Protein isolation, differential extraction, immunoprecipitation (IP), immunoblotting (IB)
Protein extraction and immunoblotting (IB) were performed and analyzed as described previously with minor adjustments [2, 5]. For extraction, cells were washed twice with cold PBS and lysed in RIPA buffer (50 mM Tris at pH 8.0, 150 mM NaCl, 0.1% SDS, 5 mM EDTA, 0.5% w/v sodium deoxycholate, and 1% NP-40) supplemented with protease and phosphatase inhibitors (5 mM benzamidine, 5 μg/ml antipain, 5 μg/ml leupeptin, 5 μg/μL aprotinin, 1 mM sodium orthovanadate, 10 mM sodium fluoride, 10 mM pyrophosphate, 10 mM ß-glycerophosphate, 0.5 mM DTT, and 1 mM PMSF). Lysates were subjected to two freeze-thaw cycles in liquid nitrogen, followed by sonication on ice with a probe sonicator (Soniprep 150; MSE, London, UK) for 12 cycli (1 sec ON, 1 sec OFF) with amplitude 5. After 10 minutes centrifugation at 13200 rpm (4°C; Eppendorf centrifuge), the supernatant was transferred to a fresh tube and protein concentration was determined using a BCA protein assay kit (Pierce/Thermo Fisher Scientific, Rockford, IL, USA) according to the manufacturer’s protocols on a Benchmark 550 microplate reader (Bio-Rad).
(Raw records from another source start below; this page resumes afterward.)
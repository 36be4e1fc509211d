//! One connected peer: the write half of its socket plus a close signal.
//!
//! Writes go through a per-peer lock with a deadline, so a broadcast and a
//! ping never interleave on the wire and a stalled peer cannot hold the hub
//! for longer than the write timeout.

use crate::error::{PeerError, PeerResult};
use async_trait::async_trait;
use axum::extract::ws::{Message, WebSocket};
use futures_util::stream::SplitSink;
use futures_util::SinkExt;
use std::sync::atomic::{AtomicBool, Ordering};
use std::time::Duration;
use tokio::sync::{Mutex, Notify};

/// Identifies a peer for the lifetime of the relay process.
pub type PeerId = u64;

/// Write side of a peer channel.
#[async_trait]
pub trait FrameSink: Send {
    /// Write one text frame.
    async fn send_text(&mut self, frame: String) -> PeerResult<()>;

    /// Write a ping.
    async fn send_ping(&mut self) -> PeerResult<()>;

    /// Close the channel.
    async fn close(&mut self) -> PeerResult<()>;
}

#[async_trait]
impl FrameSink for SplitSink<WebSocket, Message> {
    async fn send_text(&mut self, frame: String) -> PeerResult<()> {
        self.send(Message::Text(frame))
            .await
            .map_err(|e| PeerError::Write(e.to_string()))
    }

    async fn send_ping(&mut self) -> PeerResult<()> {
        self.send(Message::Ping(Vec::new()))
            .await
            .map_err(|e| PeerError::Write(e.to_string()))
    }

    async fn close(&mut self) -> PeerResult<()> {
        SinkExt::close(self)
            .await
            .map_err(|e| PeerError::Write(e.to_string()))
    }
}

/// A registered peer.
pub struct Peer {
    id: PeerId,
    sink: Mutex<Box<dyn FrameSink>>,
    write_timeout: Duration,
    closed: AtomicBool,
    close_signal: Notify,
}

impl std::fmt::Debug for Peer {
    fn fmt(&self, f: &mut std::fmt::Formatter<'_>) -> std::fmt::Result {
        f.debug_struct("Peer")
            .field("id", &self.id)
            .field("closed", &self.is_closed())
            .finish_non_exhaustive()
    }
}

impl Peer {
    /// Wrap a sink.
    pub fn new(id: PeerId, sink: impl FrameSink + 'static, write_timeout: Duration) -> Self {
        Self {
            id,
            sink: Mutex::new(Box::new(sink)),
            write_timeout,
            closed: AtomicBool::new(false),
            close_signal: Notify::new(),
        }
    }

    /// Get the peer id.
    pub fn id(&self) -> PeerId {
        self.id
    }

    /// Check whether the peer has been shut.
    pub fn is_closed(&self) -> bool {
        self.closed.load(Ordering::SeqCst)
    }

    /// Send one text frame within the write deadline.
    pub async fn send_text(&self, frame: &str) -> PeerResult<()> {
        if self.is_closed() {
            return Err(PeerError::Closed);
        }
        let mut sink = self.sink.lock().await;
        tokio::time::timeout(self.write_timeout, sink.send_text(frame.to_owned()))
            .await
            .map_err(|_| PeerError::Timeout(self.write_timeout))?
    }

    /// Send a liveness ping within the write deadline.
    pub async fn ping(&self) -> PeerResult<()> {
        if self.is_closed() {
            return Err(PeerError::Closed);
        }
        let mut sink = self.sink.lock().await;
        tokio::time::timeout(self.write_timeout, sink.send_ping())
            .await
            .map_err(|_| PeerError::Timeout(self.write_timeout))?
    }

    /// Mark the peer dead and wake its session.
    ///
    /// Does not touch the socket; the session does that on its way out.
    pub fn shut(&self) {
        self.closed.store(true, Ordering::SeqCst);
        self.close_signal.notify_waiters();
    }

    /// Resolves once [`shut`](Self::shut) has been called.
    pub async fn closed(&self) {
        let notified = self.close_signal.notified();
        tokio::pin!(notified);
        notified.as_mut().enable();
        if self.is_closed() {
            return;
        }
        notified.await;
    }

    /// Shut the peer and close its socket.
    pub async fn close(&self) {
        self.shut();
        let mut sink = self.sink.lock().await;
        if let Ok(Err(e)) = tokio::time::timeout(self.write_timeout, sink.close()).await {
            tracing::debug!("Error closing peer {}: {}", self.id, e);
        }
    }
}

#[cfg(test)]
pub(crate) mod testing {
    //! In-memory sinks for hub and session tests.

    use super::*;
    use std::sync::{Arc, Mutex as StdMutex};

    /// What a [`RecordingSink`] saw.
    #[derive(Debug, Default)]
    pub struct Recorded {
        pub frames: Vec<String>,
        pub pings: usize,
        pub closed: bool,
    }

    /// How a [`RecordingSink`] behaves on write.
    #[derive(Debug, Clone, Copy, PartialEq, Eq)]
    pub enum Behaviour {
        Accept,
        Fail,
        Stall,
    }

    /// Sink that records writes, or fails/stalls on demand.
    pub struct RecordingSink {
        pub recorded: Arc<StdMutex<Recorded>>,
        pub behaviour: Behaviour,
    }

    impl RecordingSink {
        pub fn new(behaviour: Behaviour) -> (Self, Arc<StdMutex<Recorded>>) {
            let recorded = Arc::new(StdMutex::new(Recorded::default()));
            (
                Self {
                    recorded: Arc::clone(&recorded),
                    behaviour,
                },
                recorded,
            )
        }

        async fn write(&mut self) -> PeerResult<()> {
            match self.behaviour {
                Behaviour::Accept => Ok(()),
                Behaviour::Fail => Err(PeerError::Write("connection reset".into())),
                Behaviour::Stall => std::future::pending().await,
            }
        }
    }

    #[async_trait]
    impl FrameSink for RecordingSink {
        async fn send_text(&mut self, frame: String) -> PeerResult<()> {
            self.write().await?;
            self.recorded.lock().unwrap().frames.push(frame);
            Ok(())
        }

        async fn send_ping(&mut self) -> PeerResult<()> {
            self.write().await?;
            self.recorded.lock().unwrap().pings += 1;
            Ok(())
        }

        async fn close(&mut self) -> PeerResult<()> {
            self.recorded.lock().unwrap().closed = true;
            Ok(())
        }
    }
}
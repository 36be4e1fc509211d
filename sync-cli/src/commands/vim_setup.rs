//! Vim-setup command - install autoread plugins for Vim and Neovim.
//!
//! Editors keep their own copy of an open file; without autoread a
//! partner's change lands on disk but never shows up in the buffer.

use anyhow::{anyhow, Context, Result};
use std::path::{Path, PathBuf};

/// Vim plugin body.
const VIM_PLUGIN: &str = include_str!("../../extras/autoread.vim");

/// Neovim `after/plugin` snippet.
const NVIM_SNIPPET: &str = r#"-- waveland: reload buffers changed on disk by a session partner
vim.opt.autoread = true
vim.opt.updatetime = 500
local group = vim.api.nvim_create_augroup("waveland_autoread", { clear = true })

vim.api.nvim_create_autocmd(
  { "FocusGained", "BufEnter", "CursorHold", "CursorHoldI", "TermEnter" },
  {
    group = group,
    pattern = "*",
    callback = function()
      -- pcall avoids 'checktime' errors in special buffers
      pcall(vim.cmd, "checktime")
    end,
    desc = "Reload buffer if the file changed on disk",
  }
)
"#;

/// Where the plugins go.
#[derive(Debug, Clone)]
pub struct Targets {
    /// `~/.vim/pack/waveland/start/autoread/plugin/autoread.vim`
    pub vim_plugin: PathBuf,
    /// `<nvim config>/after/plugin/waveland.lua`
    pub nvim_plugin: PathBuf,
}

impl Targets {
    /// Targets under the given home and Neovim config directories.
    pub fn new(home: &Path, nvim_config: &Path) -> Self {
        Self {
            vim_plugin: home
                .join(".vim")
                .join("pack")
                .join("waveland")
                .join("start")
                .join("autoread")
                .join("plugin")
                .join("autoread.vim"),
            nvim_plugin: nvim_config
                .join("after")
                .join("plugin")
                .join("waveland.lua"),
        }
    }

    /// Targets for the current user.
    pub fn for_current_user() -> Result<Self> {
        let base = directories::BaseDirs::new().context("Could not determine home directory")?;
        Ok(Self::new(base.home_dir(), &nvim_config_dir(&base)))
    }
}

/// Neovim's `stdpath('config')`.
fn nvim_config_dir(base: &directories::BaseDirs) -> PathBuf {
    if let Some(xdg) = std::env::var_os("XDG_CONFIG_HOME").filter(|v| !v.is_empty()) {
        return PathBuf::from(xdg).join("nvim");
    }
    if cfg!(windows) {
        base.config_local_dir().join("nvim")
    } else {
        base.home_dir().join(".config").join("nvim")
    }
}

/// Outcome of an install attempt.
#[derive(Debug, Default)]
pub struct Report {
    /// Editors that were set up.
    pub installed: Vec<&'static str>,
    /// Editors that failed, with the reason.
    pub failures: Vec<String>,
}

/// Install both plugins; one failing does not stop the other.
pub fn install(targets: &Targets) -> Report {
    let mut report = Report::default();

    for (editor, path, body) in [
        ("Vim", &targets.vim_plugin, VIM_PLUGIN),
        ("Neovim", &targets.nvim_plugin, NVIM_SNIPPET),
    ] {
        match write_file(path, body) {
            Ok(()) => report.installed.push(editor),
            Err(e) => report.failures.push(format!("{editor}: {e:#}")),
        }
    }
    report
}

fn write_file(path: &Path, body: &str) -> Result<()> {
    if let Some(parent) = path.parent() {
        std::fs::create_dir_all(parent)
            .with_context(|| format!("creating {}", parent.display()))?;
    }
    std::fs::write(path, body).with_context(|| format!("writing {}", path.display()))
}

/// Run the vim-setup command.
pub fn run() -> Result<()> {
    let targets = Targets::for_current_user()?;
    let report = install(&targets);

    for editor in &report.installed {
        println!("{editor} is set up, restart it to pick up the change");
    }
    if report.installed.is_empty() {
        return Err(anyhow!("{}", report.failures.join("; ")));
    }
    for failure in &report.failures {
        println!("Skipped {failure}");
    }
    Ok(())
}

#[cfg(test)]
mod tests {
    use super::*;
    use tempfile::tempdir;

    #[test]
    fn installs_both_plugins() {
        let dir = tempdir().unwrap();
        let targets = Targets::new(dir.path(), &dir.path().join(".config").join("nvim"));

        let report = install(&targets);

        assert_eq!(report.installed, vec!["Vim", "Neovim"]);
        assert!(report.failures.is_empty());
        let vim = std::fs::read_to_string(&targets.vim_plugin).unwrap();
        assert!(vim.contains("set autoread"));
        let nvim = std::fs::read_to_string(&targets.nvim_plugin).unwrap();
        assert!(nvim.contains("checktime"));
    }

    #[test]
    fn one_failure_does_not_stop_the_other() {
        let dir = tempdir().unwrap();
        // A file where the .vim directory should be.
        std::fs::write(dir.path().join(".vim"), "").unwrap();
        let targets = Targets::new(dir.path(), &dir.path().join("nvim"));

        let report = install(&targets);

        assert_eq!(report.installed, vec!["Neovim"]);
        assert_eq!(report.failures.len(), 1);
        assert!(report.failures[0].starts_with("Vim:"));
    }

    #[test]
    fn reinstall_overwrites() {
        let dir = tempdir().unwrap();
        let targets = Targets::new(dir.path(), &dir.path().join("nvim"));
        std::fs::create_dir_all(targets.nvim_plugin.parent().unwrap()).unwrap();
        std::fs::write(&targets.nvim_plugin, "old").unwrap();

        install(&targets);

        assert_eq!(
            std::fs::read_to_string(&targets.nvim_plugin).unwrap(),
            NVIM_SNIPPET
        );
    }

    #[test]
    fn target_layout() {
        let targets = Targets::new(Path::new("/home/dev"), Path::new("/home/dev/.config/nvim"));
        assert_eq!(
            targets.vim_plugin,
            Path::new("/home/dev/.vim/pack/waveland/start/autoread/plugin/autoread.vim")
        );
        assert_eq!(
            targets.nvim_plugin,
            Path::new("/home/dev/.config/nvim/after/plugin/waveland.lua")
        );
    }
}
For differential extraction, cells were washed two times with cold PBS and scraped in lysis buffer (Tris HCl at pH 7.5, 150 mM NaCl, 0.5% Triton X-100, 1 mM EDTA; supplemented with inhibitors). After 30 minutes incubation on ice, nuclei are collected in the pellet by centrifugation (8000 rpm; 4°C) the supernatant is the cytoplasmic fraction. Nuclei are washed in lysis buffer and suspended in ELB buffer and incubated on ice for 10 minutes. Nuclear soluble (supernatant) and chromatin-bound fractions (pellet) are separated by centrifugation (13200 rpm; 4°C). After an additional wash in ELB buffer, the pellets were suspended in ELB buffer and sonicated.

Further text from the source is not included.